WHAT THE EXERCISE ASKS - From the records that follow, copy every line that contains the word "UnitStatus".
EXTRACTED MATERIAL below:
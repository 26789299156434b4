use super::{
    colorize_state, core_failure, json_pretty, spin_done, spinner, Invocation, EXIT_SUCCESS,
};
use vm_core::{Dispatcher, Outcome, Verb};

pub fn run(inv: &Invocation) -> Result<u8, String> {
    let project = inv.project()?;
    inv.ensure_prereqs(project.provider)?;
    let backend = inv.backend(project.provider);
    let dispatcher = Dispatcher::new(&inv.ctx, backend.as_ref());

    let pb = spinner(&format!("checking {}...", project.spec.unit_name()));
    let result = dispatcher.run(&project, &Verb::Status);
    spin_done(&pb);

    match result {
        Ok(Outcome::Status(status)) => {
            if inv.json {
                println!("{}", json_pretty(&status)?);
            } else {
                println!("unit:     {}", status.unit);
                println!("provider: {}", status.provider);
                println!("state:    {}", colorize_state(&status.state.to_string()));
                if let Some(detail) = &status.detail {
                    println!("detail:   {detail}");
                }
                println!("project:  {}", project.spec.project_dir.display());
            }
            Ok(EXIT_SUCCESS)
        }
        Ok(Outcome::Plan(plan)) => super::lifecycle::print_plan(&plan, inv.json),
        Ok(Outcome::Done) => Ok(EXIT_SUCCESS),
        Err(e) => core_failure(&e, false),
    }
}
//! In-memory backend that records every primitive it is asked to run.

use crate::backend::{Backend, Op, UnitSpec, UnitState, UnitStatus, UnitSummary};
use crate::BackendError;
use std::collections::{BTreeMap, HashSet};
use std::path::Path;
use std::sync::Mutex;
use vm_config::Provider;

#[derive(Debug, Clone, PartialEq, Eq)]
pub struct Call {
    pub op: Op,
    pub unit: Option<String>,
    /// ssh: translated cwd; exec/ssh: joined command.
    pub detail: Option<String>,
}

impl Call {
    pub fn new(op: Op, unit: &str) -> Self {
        Self {
            op,
            unit: Some(unit.to_owned()),
            detail: None,
        }
    }
}

#[derive(Default)]
struct MockState {
    calls: Vec<Call>,
    units: BTreeMap<String, UnitState>,
    provisioned: BTreeMap<String, u32>,
    failing: HashSet<Op>,
}

/// Follows the unit lifecycle (`absent → created → running ⇄ stopped`)
/// without touching the host.
pub struct MockBackend {
    provider: Provider,
    state: Mutex<MockState>,
}

impl Default for MockBackend {
    fn default() -> Self {
        Self::new(Provider::Docker)
    }
}

impl MockBackend {
    pub fn new(provider: Provider) -> Self {
        Self {
            provider,
            state: Mutex::new(MockState::default()),
        }
    }

    fn lock(&self) -> Result<std::sync::MutexGuard<'_, MockState>, BackendError> {
        self.state
            .lock()
            .map_err(|e| BackendError::Unavailable(format!("mock state poisoned: {e}")))
    }

    /// Make every later call of `op` fail with exit code 1.
    pub fn fail_on(&self, op: Op) {
        if let Ok(mut state) = self.lock() {
            state.failing.insert(op);
        }
    }

    pub fn calls(&self) -> Vec<Call> {
        self.lock().map(|s| s.calls.clone()).unwrap_or_default()
    }

    pub fn ops(&self) -> Vec<Op> {
        self.calls().into_iter().map(|c| c.op).collect()
    }

    pub fn clear_calls(&self) {
        if let Ok(mut state) = self.lock() {
            state.calls.clear();
        }
    }

    pub fn set_state(&self, unit: &str, unit_state: UnitState) {
        if let Ok(mut state) = self.lock() {
            state.units.insert(unit.to_owned(), unit_state);
        }
    }

    pub fn state_of(&self, unit: &str) -> UnitState {
        self.lock()
            .ok()
            .and_then(|s| s.units.get(unit).copied())
            .unwrap_or(UnitState::Absent)
    }

    /// Times the playbook ran for `unit`.
    pub fn provision_count(&self, unit: &str) -> u32 {
        self.lock()
            .ok()
            .and_then(|s| s.provisioned.get(unit).copied())
            .unwrap_or(0)
    }

    /// Record the call and apply `transition` to the unit's state.
    fn record(
        &self,
        call: Call,
        transition: impl FnOnce(&mut MockState, &str) -> Result<(), BackendError>,
    ) -> Result<(), BackendError> {
        let mut state = self.lock()?;
        let op = call.op;
        let unit = call.unit.clone().unwrap_or_default();
        state.calls.push(call);
        if state.failing.contains(&op) {
            return Err(BackendError::CommandFailed {
                command: format!("mock {op} {unit}"),
                code: 1,
            });
        }
        transition(&mut state, &unit)
    }
}

fn current(state: &MockState, unit: &str) -> UnitState {
    state.units.get(unit).copied().unwrap_or(UnitState::Absent)
}

fn require_running(state: &MockState, unit: &str) -> Result<(), BackendError> {
    if current(state, unit) == UnitState::Running {
        Ok(())
    } else {
        Err(BackendError::NotRunning(unit.to_owned()))
    }
}

impl Backend for MockBackend {
    fn provider(&self) -> Provider {
        self.provider
    }

    fn available(&self) -> bool {
        true
    }

    fn up(&self, spec: &UnitSpec) -> Result<(), BackendError> {
        self.record(Call::new(Op::Up, &spec.unit_name()), |state, unit| {
            if current(state, unit) == UnitState::Absent {
                *state.provisioned.entry(unit.to_owned()).or_default() += 1;
            }
            state.units.insert(unit.to_owned(), UnitState::Running);
            Ok(())
        })
    }

    fn ssh(
        &self,
        spec: &UnitSpec,
        relative_cwd: &Path,
        command: &[String],
    ) -> Result<(), BackendError> {
        let dir = crate::workspace::translate_cwd(
            &spec.config.project.workspace_path,
            relative_cwd,
        );
        let call = Call {
            op: Op::Ssh,
            unit: Some(spec.unit_name()),
            detail: Some(if command.is_empty() {
                dir
            } else {
                format!("{dir}: {}", command.join(" "))
            }),
        };
        self.record(call, |state, unit| require_running(state, unit))
    }

    fn halt(&self, spec: &UnitSpec) -> Result<(), BackendError> {
        self.record(Call::new(Op::Halt, &spec.unit_name()), |state, unit| {
            match current(state, unit) {
                UnitState::Absent => Err(BackendError::NotCreated(unit.to_owned())),
                _ => {
                    state.units.insert(unit.to_owned(), UnitState::Stopped);
                    Ok(())
                }
            }
        })
    }

    fn destroy(&self, spec: &UnitSpec) -> Result<(), BackendError> {
        self.record(Call::new(Op::Destroy, &spec.unit_name()), |state, unit| {
            state.units.remove(unit);
            Ok(())
        })
    }

    fn status(&self, spec: &UnitSpec) -> Result<UnitStatus, BackendError> {
        let unit = spec.unit_name();
        self.record(Call::new(Op::Status, &unit), |_, _| Ok(()))?;
        Ok(UnitStatus {
            provider: self.provider,
            state: self.state_of(&unit),
            detail: None,
            unit,
        })
    }

    fn provision(&self, spec: &UnitSpec) -> Result<(), BackendError> {
        self.record(Call::new(Op::Provision, &spec.unit_name()), |state, unit| {
            require_running(state, unit)?;
            *state.provisioned.entry(unit.to_owned()).or_default() += 1;
            Ok(())
        })
    }

    fn logs(&self, spec: &UnitSpec, _follow: bool) -> Result<(), BackendError> {
        self.record(Call::new(Op::Logs, &spec.unit_name()), |state, unit| {
            match current(state, unit) {
                UnitState::Absent => Err(BackendError::NotCreated(unit.to_owned())),
                _ => Ok(()),
            }
        })
    }

    fn exec(&self, spec: &UnitSpec, command: &[String]) -> Result<(), BackendError> {
        let call = Call {
            op: Op::Exec,
            unit: Some(spec.unit_name()),
            detail: Some(command.join(" ")),
        };
        self.record(call, |state, unit| require_running(state, unit))
    }

    fn kill(&self, spec: &UnitSpec) -> Result<(), BackendError> {
        self.record(Call::new(Op::Kill, &spec.unit_name()), |state, unit| {
            if current(state, unit) != UnitState::Absent {
                state.units.insert(unit.to_owned(), UnitState::Stopped);
            }
            Ok(())
        })
    }

    fn list(&self) -> Result<Vec<UnitSummary>, BackendError> {
        let call = Call {
            op: Op::List,
            unit: None,
            detail: None,
        };
        self.record(call, |_, _| Ok(()))?;
        let state = self.lock()?;
        Ok(state
            .units
            .iter()
            .map(|(name, unit_state)| UnitSummary {
                name: name.clone(),
                project: name.strip_suffix("-dev").map(str::to_owned),
                state: unit_state.to_string(),
            })
            .collect())
    }

    fn plan(&self, op: Op, spec: &UnitSpec) -> Vec<String> {
        vec![format!("mock {op} {}", spec.unit_name())]
    }
}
End of EXTRACTED MATERIAL.
ANSWER TO THIS PROBLEM -
use crate::backend::{Backend, Op, UnitSpec, UnitState, UnitStatus, UnitSummary};
    fn status(&self, spec: &UnitSpec) -> Result<UnitStatus, BackendError> {
        Ok(UnitStatus {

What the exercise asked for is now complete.